··· GIVEN ENTRIES

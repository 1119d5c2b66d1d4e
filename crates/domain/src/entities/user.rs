//! User entity - accounts that befriend each other and like films

use std::collections::BTreeSet;

use chrono::NaiveDate;
use serde::{Deserialize, Serialize};

use crate::common::or_fallback;
use crate::{FilmId, UserId};

/// A stored user.
#[derive(Debug, Clone, PartialEq, Eq, Serialize, Deserialize)]
pub struct User {
    pub id: UserId,
    pub email: String,
    pub login: String,
    /// Display name; equals the login when none was given
    pub name: String,
    pub birthday: NaiveDate,
    pub friends: BTreeSet<UserId>,
    pub liked_films: BTreeSet<FilmId>,
}

/// Inbound user data. Nothing here is trusted until validated.
#[derive(Debug, Clone, Default, PartialEq, Eq, Serialize, Deserialize)]
pub struct UserDraft {
    #[serde(default)]
    pub id: Option<UserId>,
    #[serde(default)]
    pub email: String,
    #[serde(default)]
    pub login: String,
    #[serde(default)]
    pub name: Option<String>,
    #[serde(default)]
    pub birthday: Option<NaiveDate>,
}

/// A validated user ready for storage.
#[derive(Debug, Clone, PartialEq, Eq)]
pub struct NewUser {
    pub email: String,
    pub login: String,
    pub name: Option<String>,
    pub birthday: NaiveDate,
}

impl NewUser {
    pub fn new(email: impl Into<String>, login: impl Into<String>, birthday: NaiveDate) -> Self {
        Self {
            email: email.into(),
            login: login.into(),
            name: None,
            birthday,
        }
    }

    pub fn with_name(mut self, name: impl Into<String>) -> Self {
        self.name = Some(name.into());
        self
    }

    /// The name to store: the given name, or the login when it is missing or blank.
    pub fn display_name(&self) -> String {
        or_fallback(self.name.as_deref(), &self.login)
    }
}

#[cfg(test)]
mod tests {
    use super::*;

    fn birthday() -> NaiveDate {
        NaiveDate::from_ymd_opt(1990, 1, 1).expect("valid date")
    }

    #[test]
    fn display_name_falls_back_to_login() {
        let user = NewUser::new("neo@matrix.io", "neo", birthday());
        assert_eq!(user.display_name(), "neo");

        let blank = NewUser::new("neo@matrix.io", "neo", birthday()).with_name("   ");
        assert_eq!(blank.display_name(), "neo");
    }

    #[test]
    fn display_name_keeps_given_name() {
        let user = NewUser::new("neo@matrix.io", "neo", birthday()).with_name("Thomas");
        assert_eq!(user.display_name(), "Thomas");
    }

    #[test]
    fn draft_deserializes_without_optional_fields() {
        let draft: UserDraft =
            serde_json::from_str(r#"{"email":"a@b.c","login":"abcd","birthday":"2000-02-29"}"#)
                .expect("deserialize");
        assert_eq!(draft.name, None);
        assert_eq!(draft.id, None);
        assert_eq!(
            draft.birthday,
            NaiveDate::from_ymd_opt(2000, 2, 29)
        );
    }
}
//! Port traits for infrastructure boundaries.
//!
//! Ports exist for:
//! - Storage access (in-memory or SQLite)
//! - Clock (for testing)

mod error;
mod repos;
mod testing;
pub mod types;

// =============================================================================
// Repository Ports
// =============================================================================
pub use repos::{FilmRepo, GenreRepo, MpaRepo, UserRepo};

// =============================================================================
// Types from types module (re-export for visibility)
// =============================================================================
pub use types::LinkMode;

// =============================================================================
// Test-Only Mock Repositories (only available during test builds)
// =============================================================================
#[cfg(test)]
pub use repos::{MockFilmRepo, MockGenreRepo, MockMpaRepo, MockUserRepo};

// =============================================================================
// Testing Ports
// =============================================================================
pub use testing::ClockPort;

// =============================================================================
// Error Types
// =============================================================================
pub use error::RepoError;
//! In-memory genre and rating lookups over seeded reference data.

use async_trait::async_trait;
use filmhub_domain::{Genre, GenreId, Mpa, MpaId};

use super::SharedState;
use crate::infrastructure::ports::{GenreRepo, MpaRepo, RepoError};

pub struct MemoryGenreRepo {
    state: SharedState,
}

impl MemoryGenreRepo {
    pub(super) fn new(state: SharedState) -> Self {
        Self { state }
    }
}

#[async_trait]
impl GenreRepo for MemoryGenreRepo {
    async fn exists(&self, id: GenreId) -> Result<bool, RepoError> {
        Ok(self.state.read().await.genres.contains_key(&id))
    }

    async fn get(&self, id: GenreId) -> Result<Option<Genre>, RepoError> {
        Ok(self.state.read().await.genres.get(&id).cloned())
    }

    async fn list_all(&self) -> Result<Vec<Genre>, RepoError> {
        Ok(self.state.read().await.genres.values().cloned().collect())
    }
}

pub struct MemoryMpaRepo {
    state: SharedState,
}

impl MemoryMpaRepo {
    pub(super) fn new(state: SharedState) -> Self {
        Self { state }
    }
}

#[async_trait]
impl MpaRepo for MemoryMpaRepo {
    async fn exists(&self, id: MpaId) -> Result<bool, RepoError> {
        Ok(self.state.read().await.mpa.contains_key(&id))
    }

    async fn get(&self, id: MpaId) -> Result<Option<Mpa>, RepoError> {
        Ok(self.state.read().await.mpa.get(&id).cloned())
    }

    async fn list_all(&self) -> Result<Vec<Mpa>, RepoError> {
        Ok(self.state.read().await.mpa.values().cloned().collect())
    }
}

······

▶ **WORK ORDER**: Reproduce exactly the lines that run from the start of the records to the line with "#[derive(Debug, Clone, PartialEq, Eq, Serialize, Deserialize)]", both included.

▶ **FINISHED EXERCISE**:
repository 1119d5c2b66d1d4e
filename crates/domain/src/entities/user.rs
//! User entity - accounts that befriend each other and like films

use std::collections::BTreeSet;

use chrono::NaiveDate;
use serde::{Deserialize, Serialize};

use crate::common::or_fallback;
use crate::{FilmId, UserId};

/// A stored user.
#[derive(Debug, Clone, PartialEq, Eq, Serialize, Deserialize)]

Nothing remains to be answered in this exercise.